Task statement:
Nothing but a number should be given: the count of lines in the data that include the string "futures".

***** Record excerpts *****

use std::collections::VecDeque;
use std::sync::Arc;
use std::time::Duration;

use log::trace;
use tokio::sync::{Mutex, Notify};
use tokio::time::{sleep, Instant};

use crate::events::{AdapterEvent, EventEmitter};
use crate::models::PayloadOrder;

const WINDOW_10S_CAP: usize = 300;
const WINDOW_60S_CAP: usize = 1200;
const MAX_LOT_SIZE: usize = 5;

/// Outcome of one submitted payload, as surfaced on `batchResolved`.
#[derive(Clone, Debug)]
pub struct DispatchOutcome {
    pub client_order_id: String,
    pub error: Option<String>,
}

/// A submission function the queue drives; an external REST surface is
/// expected to provide this (single order vs. batch order endpoint).
pub type Submitter = Arc<
    dyn Fn(Vec<PayloadOrder>) -> futures::future::BoxFuture<'static, Vec<DispatchOutcome>>
        + Send
        + Sync,
>;

struct RollingWindows {
    w10: VecDeque<Instant>,
    w60: VecDeque<Instant>,
}

impl RollingWindows {
    fn new() -> Self {
        RollingWindows {
            w10: VecDeque::new(),
            w60: VecDeque::new(),
        }
    }

    fn prune(&mut self, now: Instant) {
        while self
            .w10
            .front()
            .is_some_and(|t| now.duration_since(*t) >= Duration::from_secs(10))
        {
            self.w10.pop_front();
        }
        while self
            .w60
            .front()
            .is_some_and(|t| now.duration_since(*t) >= Duration::from_secs(60))
        {
            self.w60.pop_front();
        }
    }

    fn admit(&mut self, n: usize, now: Instant) {
        for _ in 0..n {
            self.w10.push_back(now);
            self.w60.push_back(now);
        }
    }
}

struct QueueState {
    pending: VecDeque<PayloadOrder>,
    windows: RollingWindows,
    processing: bool,
    results: Vec<String>,
}

/// Concurrent, rate-window-governed batch submitter. Exactly one
/// processing task runs at a time per instance; `enqueue` hands work
/// across the guarded deque and the processing loop drains it in lots of
/// at most five, charging both rolling windows at admission time.
pub struct DispatchQueue {
    state: Mutex<QueueState>,
    completion: Arc<Notify>,
    submit: Submitter,
    events: EventEmitter,
}

impl DispatchQueue {
    pub fn new(submit: Submitter, events: EventEmitter) -> Arc<Self> {
        Arc::new(DispatchQueue {
            state: Mutex::new(QueueState {
                pending: VecDeque::new(),
                windows: RollingWindows::new(),
                processing: false,
                results: Vec::new(),
            }),
            completion: Arc::new(Notify::new()),
            submit,
            events,
        })
    }

    /// Pushes `payloads` (FIFO within this call) and ensures a processing
    /// task is running.
    pub async fn enqueue(self: &Arc<Self>, payloads: Vec<PayloadOrder>) {
        let should_spawn = {
            let mut state = self.state.lock().await;
            state.pending.extend(payloads);
            self.events
                .emit(AdapterEvent::OrderManager(state.pending.len()));
            if state.processing {
                false
            } else {
                state.processing = true;
                true
            }
        };
        if should_spawn {
            let queue = Arc::clone(self);
            tokio::spawn(async move { queue.run().await });
        }
    }

    pub async fn is_processing(&self) -> bool {
        self.state.lock().await.processing
    }

    /// Atomic snapshot-and-clear of the successful client IDs accumulated
    /// since the last call.
    pub async fn drain_results(&self) -> Vec<String> {
        let mut state = self.state.lock().await;
        std::mem::take(&mut state.results)
    }

    /// Awaits the next time the processing loop finishes a scheduling
    /// iteration, replacing a busy-poll on `is_processing()`.
    pub async fn completion(&self) {
        self.completion.notified().await;
    }

    async fn run(self: Arc<Self>) {
        loop {
            let now = Instant::now();
            let batch = {
                let mut state = self.state.lock().await;
                state.windows.prune(now);

                if state.windows.w10.len() >= WINDOW_10S_CAP
                    || state.windows.w60.len() >= WINDOW_60S_CAP
                {
                    let wait10 = state
                        .windows
                        .w10
                        .front()
                        .map(|t| Duration::from_secs(10).saturating_sub(now.duration_since(*t)));
                    let wait60 = state
                        .windows
                        .w60
                        .front()
                        .map(|t| Duration::from_secs(60).saturating_sub(now.duration_since(*t)));
                    let wait = match (wait10, wait60) {
                        (Some(a), Some(b)) => a.min(b),
                        (Some(a), None) => a,
                        (None, Some(b)) => b,
                        (None, None) => Duration::from_millis(100),
                    };
                    drop(state);
                    sleep(wait).await;
                    continue;
                }

                let capacity = [
                    WINDOW_10S_CAP - state.windows.w10.len(),
                    WINDOW_60S_CAP - state.windows.w60.len(),
                    state.pending.len(),
                    MAX_LOT_SIZE,
                ]
                .into_iter()
                .min()
                .unwrap_or(0);

                if capacity == 0 {
                    state.processing = false;
                    self.completion.notify_waiters();
                    return;
                }

                let batch: Vec<PayloadOrder> = state.pending.drain(..capacity).collect();
                state.windows.admit(batch.len(), now);
                batch
            };

            let remaining_lots10;
            let remaining_time10;
            let remaining_lots60;
            let remaining_time60;
            {
                let state = self.state.lock().await;
                remaining_lots10 =
                    (WINDOW_10S_CAP - state.windows.w10.len()) / MAX_LOT_SIZE.max(1);
                remaining_time10 = state
                    .windows
                    .w10
                    .front()
                    .map(|t| Duration::from_secs(10).saturating_sub(now.duration_since(*t)))
                    .unwrap_or(Duration::from_secs(10));
                remaining_lots60 =
                    (WINDOW_60S_CAP - state.windows.w60.len()) / MAX_LOT_SIZE.max(1);
                remaining_time60 = state
                    .windows
                    .w60
                    .front()
                    .map(|t| Duration::from_secs(60).saturating_sub(now.duration_since(*t)))
                    .unwrap_or(Duration::from_secs(60));
            }

            let submit = Arc::clone(&self.submit);
            let queue = Arc::clone(&self);
            let client_ids: Vec<String> =
                batch.iter().map(|p| p.client_order_id.clone()).collect();
            tokio::spawn(async move {
                let outcomes = submit(batch).await;
                let mut state = queue.state.lock().await;
                let mut resolved = Vec::with_capacity(outcomes.len());
                for outcome in outcomes {
                    if outcome.error.is_none() {
                        state.results.push(outcome.client_order_id.clone());
                    }
                    resolved.push(outcome);
                }
                drop(state);
                queue.events.emit(AdapterEvent::BatchResolved(resolved));
            });
            trace!("dispatched lot of {} payloads", client_ids.len());

            let sleep10 = pace(remaining_time10, remaining_lots10);
            let sleep60 = pace(remaining_time60, remaining_lots60);
            let pause = sleep10.min(sleep60);

            self.completion.notify_waiters();

            let still_pending = {
                let state = self.state.lock().await;
                !state.pending.is_empty()
            };
            if !still_pending {
                let mut state = self.state.lock().await;
                state.processing = false;
                self.completion.notify_waiters();
                return;
            }

            sleep(pause).await;
        }
    }
}

fn pace(remaining_time: Duration, remaining_lots: usize) -> Duration {
    if remaining_lots == 0 {
        return Duration::from_millis(1000);
    }
    remaining_time / remaining_lots as u32
}

#[cfg(test)]
mod tests {
    use super::*;
    use futures::FutureExt;
    use std::sync::atomic::{AtomicUsize, Ordering};

    fn payload(id: &str) -> PayloadOrder {
        let mut p = PayloadOrder::new(id.to_string());
        p.set("symbol", "BTCUSDT");
        p
    }

    #[tokio::test(start_paused = true)]
    async fn lots_cap_at_five_and_all_payloads_resolve() {
        let max_batch = Arc::new(AtomicUsize::new(0));
        let max_batch_clone = Arc::clone(&max_batch);
        let submit: Submitter = Arc::new(move |batch: Vec<PayloadOrder>| {
            let max_batch = Arc::clone(&max_batch_clone);
            async move {
                max_batch.fetch_max(batch.len(), Ordering::SeqCst);
                batch
                    .into_iter()
                    .map(|p| DispatchOutcome {
                        client_order_id: p.client_order_id,
                        error: None,
                    })
                    .collect()
            }
            .boxed()
        });
        let queue = DispatchQueue::new(submit, EventEmitter::new(16));

        let payloads: Vec<PayloadOrder> = (0..7).map(|i| payload(&format!("order-{i}"))).collect();
        queue.enqueue(payloads).await;

        let mut seen = Vec::new();
        for _ in 0..20 {
            queue.completion().await;
            seen.extend(queue.drain_results().await);
            if seen.len() >= 7 {
                break;
            }
        }

        assert_eq!(seen.len(), 7);
        assert!(max_batch.load(Ordering::SeqCst) <= 5);
    }

    #[tokio::test(start_paused = true)]
    async fn enqueue_while_processing_does_not_spawn_a_second_runner() {
        let submit: Submitter = Arc::new(|batch: Vec<PayloadOrder>| {
            async move {
                batch
                    .into_iter()
                    .map(|p| DispatchOutcome {
                        client_order_id: p.client_order_id,
                        error: None,
                    })
                    .collect()
            }
            .boxed()
        });
        let queue = DispatchQueue::new(submit, EventEmitter::new(16));

        queue.enqueue(vec![payload("a")]).await;
        assert!(queue.is_processing().await);
        queue.enqueue(vec![payload("b")]).await;

        let mut seen = Vec::new();
        for _ in 0..20 {
            queue.completion().await;
            seen.extend(queue.drain_results().await);
            if seen.len() >= 2 {
                break;
            }
        }
        assert_eq!(seen.len(), 2);
        assert!(!queue.is_processing().await);
    }

    #[tokio::test(start_paused = true)]
    async fn dispatch_saturates_the_ten_second_window_and_drains_once_it_reopens() {
        let submit: Submitter = Arc::new(|batch: Vec<PayloadOrder>| {
            async move {
                batch
                    .into_iter()
                    .map(|p| DispatchOutcome {
                        client_order_id: p.client_order_id,
                        error: None,
                    })
                    .collect()
            }
            .boxed()
        });
        let queue = DispatchQueue::new(submit, EventEmitter::new(16));

        let total = WINDOW_10S_CAP + 5;
        let payloads: Vec<PayloadOrder> =
            (0..total).map(|i| payload(&format!("order-{i}"))).collect();
        queue.enqueue(payloads).await;

        while queue.is_processing().await {
            sleep(Duration::from_millis(1)).await;
        }

        let seen = queue.drain_results().await;
        assert_eq!(seen.len(), total);
    }
}

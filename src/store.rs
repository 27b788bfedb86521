use std::collections::HashMap;
use std::sync::Arc;

use crate::catalog::Catalog;
use crate::models::{Balance, Order, Position, PositionDirection, Ticker};

/// Process-local mutable projection of the account: markets, tickers,
/// positions, balance, and open orders. Single-writer convention — only
/// the adapter's bootstrap/tick loop and the private stream hold `&mut`
/// access; every other consumer reads through a shared reference.
pub struct Store {
    markets: Arc<Catalog>,
    tickers: HashMap<String, Ticker>,
    positions: HashMap<(String, PositionDirection), Position>,
    balance: Balance,
    orders: HashMap<String, Order>,

    pub markets_loaded: bool,
    pub tickers_loaded: bool,
    pub orders_loaded: bool,
    pub hedge_mode: bool,
    pub latency_ms: Option<u64>,
}

impl Store {
    pub fn new(markets: Arc<Catalog>) -> Self {
        Store {
            markets,
            tickers: HashMap::new(),
            positions: HashMap::new(),
            balance: Balance::default(),
            orders: HashMap::new(),
            markets_loaded: false,
            tickers_loaded: false,
            orders_loaded: false,
            hedge_mode: false,
            latency_ms: None,
        }
    }

    pub fn catalog(&self) -> &Catalog {
        &self.markets
    }

    pub fn catalog_arc(&self) -> Arc<Catalog> {
        Arc::clone(&self.markets)
    }

    pub fn replace_catalog(&mut self, markets: Arc<Catalog>) {
        self.markets = markets;
    }

    pub fn ticker(&self, symbol: &str) -> Option<&Ticker> {
        self.tickers.get(symbol)
    }

    pub fn set_ticker(&mut self, symbol: String, ticker: Ticker) {
        self.tickers.insert(symbol, ticker);
    }

    pub fn position(&self, symbol: &str, side: PositionDirection) -> Option<&Position> {
        self.positions.get(&(symbol.to_string(), side))
    }

    pub fn set_position(&mut self, symbol: String, side: PositionDirection, position: Position) {
        self.positions.insert((symbol, side), position);
    }

    pub fn positions(&self) -> impl Iterator<Item = (&(String, PositionDirection), &Position)> {
        self.positions.iter()
    }

    /// Drops positions for symbols that no longer exist in the catalog,
    /// per the tick loop's position-filtering rule.
    pub fn prune_unknown_positions(&mut self) {
        let markets = &self.markets;
        self.positions
            .retain(|(symbol, _), _| markets.get(symbol).is_some());
    }

    pub fn balance(&self) -> &Balance {
        &self.balance
    }

    pub fn balance_mut(&mut self) -> &mut Balance {
        &mut self.balance
    }

    pub fn replace_balance(&mut self, balance: Balance) {
        self.balance = balance;
    }

    pub fn order(&self, client_id: &str) -> Option<&Order> {
        self.orders.get(client_id)
    }

    pub fn upsert_order(&mut self, order: Order) {
        self.orders.insert(order.id.clone(), order);
    }

    pub fn remove_order(&mut self, client_id: &str) -> Option<Order> {
        self.orders.remove(client_id)
    }

    /// Drops every tracked order for `symbol`, used after a symbol-wide
    /// cancel. Returns the removed orders' client-assigned ids.
    pub fn remove_orders_for_symbol(&mut self, symbol: &str) -> Vec<String> {
        let ids: Vec<String> = self
            .orders
            .values()
            .filter(|o| o.symbol == symbol)
            .map(|o| o.id.clone())
            .collect();
        for id in &ids {
            self.orders.remove(id);
        }
        ids
    }

    pub fn open_order_count(&self) -> usize {
        self.orders.len()
    }
}
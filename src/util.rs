use std::time::{SystemTime, UNIX_EPOCH};

use hex::encode as hex_encode;
use hmac::{Hmac, Mac};
use indexmap::IndexMap;
use sha2::Sha256;

/// Milliseconds since the Unix epoch, the timestamp unit every Binance
/// endpoint expects.
pub fn get_timestamp() -> u64 {
    SystemTime::now()
        .duration_since(UNIX_EPOCH)
        .expect("system clock is before the Unix epoch")
        .as_millis() as u64
}

/// Builds a `key=value&key=value` query string preserving insertion order,
/// matching the order fields were pushed onto the builder.
pub fn build_request(parameters: &IndexMap<&'static str, String>) -> String {
    parameters
        .iter()
        .map(|(key, value)| format!("{}={}", key, value))
        .collect::<Vec<_>>()
        .join("&")
}

/// Signs a query string with HMAC-SHA256 over the secret key, Binance's
/// signing convention for every signed REST call.
pub fn sign_query(secret_key: &str, query: &str) -> String {
    let mut mac =
        Hmac::<Sha256>::new_from_slice(secret_key.as_bytes()).expect("HMAC accepts any key length");
    mac.update(query.as_bytes());
    hex_encode(mac.finalize().into_bytes())
}

/// Snaps `value` down to the nearest multiple of `step`, floor toward zero.
///
/// Step sizes from `exchangeInfo` are not always round decimals, so this
/// works in the same float domain as the inputs rather than assuming a
/// fixed decimal-place count.
pub fn snap_to_step(value: f64, step: f64) -> f64 {
    if step <= 0.0 {
        return value;
    }
    let steps = (value / step).floor();
    round_dp(steps * step, decimal_places(step))
}

/// Number of decimal places implied by a step size like `0.001`.
pub(crate) fn decimal_places(step: f64) -> u32 {
    if step <= 0.0 {
        return 0;
    }
    let s = format!("{:.10}", step);
    let trimmed = s.trim_end_matches('0');
    match trimmed.split_once('.') {
        Some((_, frac)) => frac.len() as u32,
        None => 0,
    }
}

/// Rounds `value` to `dp` decimal places, correcting float noise left over
/// from dividing and multiplying by a step size.
pub fn round_dp(value: f64, dp: u32) -> f64 {
    let factor = 10f64.powi(dp as i32);
    (value * factor).round() / factor
}

/// A short random suffix for client-assigned order identifiers.
pub fn generate_random_uid(len: usize) -> String {
    use rand::Rng;
    const CHARSET: &[u8] = b"ABCDEFGHIJKLMNOPQRSTUVWXYZabcdefghijklmnopqrstuvwxyz0123456789";
    let mut rng = rand::rng();
    (0..len)
        .map(|_| {
            let idx = rng.random_range(0..CHARSET.len());
            CHARSET[idx] as char
        })
        .collect()
}

#[cfg(test)]
mod tests {
    use super::*;

    #[test]
    fn snaps_down_to_step() {
        assert_eq!(snap_to_step(250.35, 0.1), 250.3);
        assert_eq!(snap_to_step(0.19199, 0.001), 0.191);
    }

    #[test]
    fn builds_ordered_query_string() {
        let mut params = IndexMap::new();
        params.insert("symbol", "BTCUSDT".to_string());
        params.insert("side", "BUY".to_string());
        assert_eq!(build_request(&params), "symbol=BTCUSDT&side=BUY");
    }

    #[test]
    fn sign_query_is_deterministic_for_the_same_key_and_query() {
        let a = sign_query("secret", "symbol=BTCUSDT&timestamp=1");
        let b = sign_query("secret", "symbol=BTCUSDT&timestamp=1");
        assert_eq!(a, b);
        let c = sign_query("secret", "symbol=ETHUSDT&timestamp=1");
        assert_ne!(a, c);
    }

    #[test]
    fn generated_uids_do_not_collide_across_a_small_batch() {
        let ids: std::collections::HashSet<String> =
            (0..200).map(|_| generate_random_uid(12)).collect();
        assert_eq!(ids.len(), 200);
    }
}
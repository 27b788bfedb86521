use crate::models::order::PositionSide as HedgeSide;

/// One side of one symbol's position. `contracts` is always non-negative;
/// direction lives entirely in `side`.
#[derive(Clone, Copy, Debug, PartialEq)]
pub struct Position {
    pub side: PositionDirection,
    pub entry_price: f64,
    pub contracts: f64,
    pub notional: f64,
    pub leverage: u32,
    pub unrealized_pnl: f64,
    pub liquidation_price: f64,
}

#[derive(Clone, Copy, Debug, PartialEq, Eq, Hash)]
pub enum PositionDirection {
    Long,
    Short,
}

impl PositionDirection {
    /// Decodes the venue's hedge-mode `ps` field (`LONG`/`SHORT`). Returns
    /// `None` for `"BOTH"`, one-way mode's value, since that case carries
    /// no direction of its own — use `from_account_update` when the slot's
    /// position amount is also available.
    pub fn from_venue_str(ps: &str) -> Option<PositionDirection> {
        match ps {
            "LONG" => Some(PositionDirection::Long),
            "SHORT" => Some(PositionDirection::Short),
            _ => None,
        }
    }

    /// Decodes an `ACCOUNT_UPDATE` position slot's direction: hedge mode
    /// carries it directly in `ps`; one-way mode sends `ps: "BOTH"` and
    /// encodes direction in the sign of the position amount instead.
    pub fn from_account_update(ps: &str, position_amount: f64) -> PositionDirection {
        Self::from_venue_str(ps).unwrap_or(if position_amount >= 0.0 {
            PositionDirection::Long
        } else {
            PositionDirection::Short
        })
    }
}

impl From<PositionDirection> for HedgeSide {
    fn from(side: PositionDirection) -> Self {
        match side {
            PositionDirection::Long => HedgeSide::Long,
            PositionDirection::Short => HedgeSide::Short,
        }
    }
}

impl Position {
    pub fn recompute_notional(&mut self) {
        self.notional = (self.contracts * self.entry_price + self.unrealized_pnl).abs();
    }
}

*****

Task answer:
2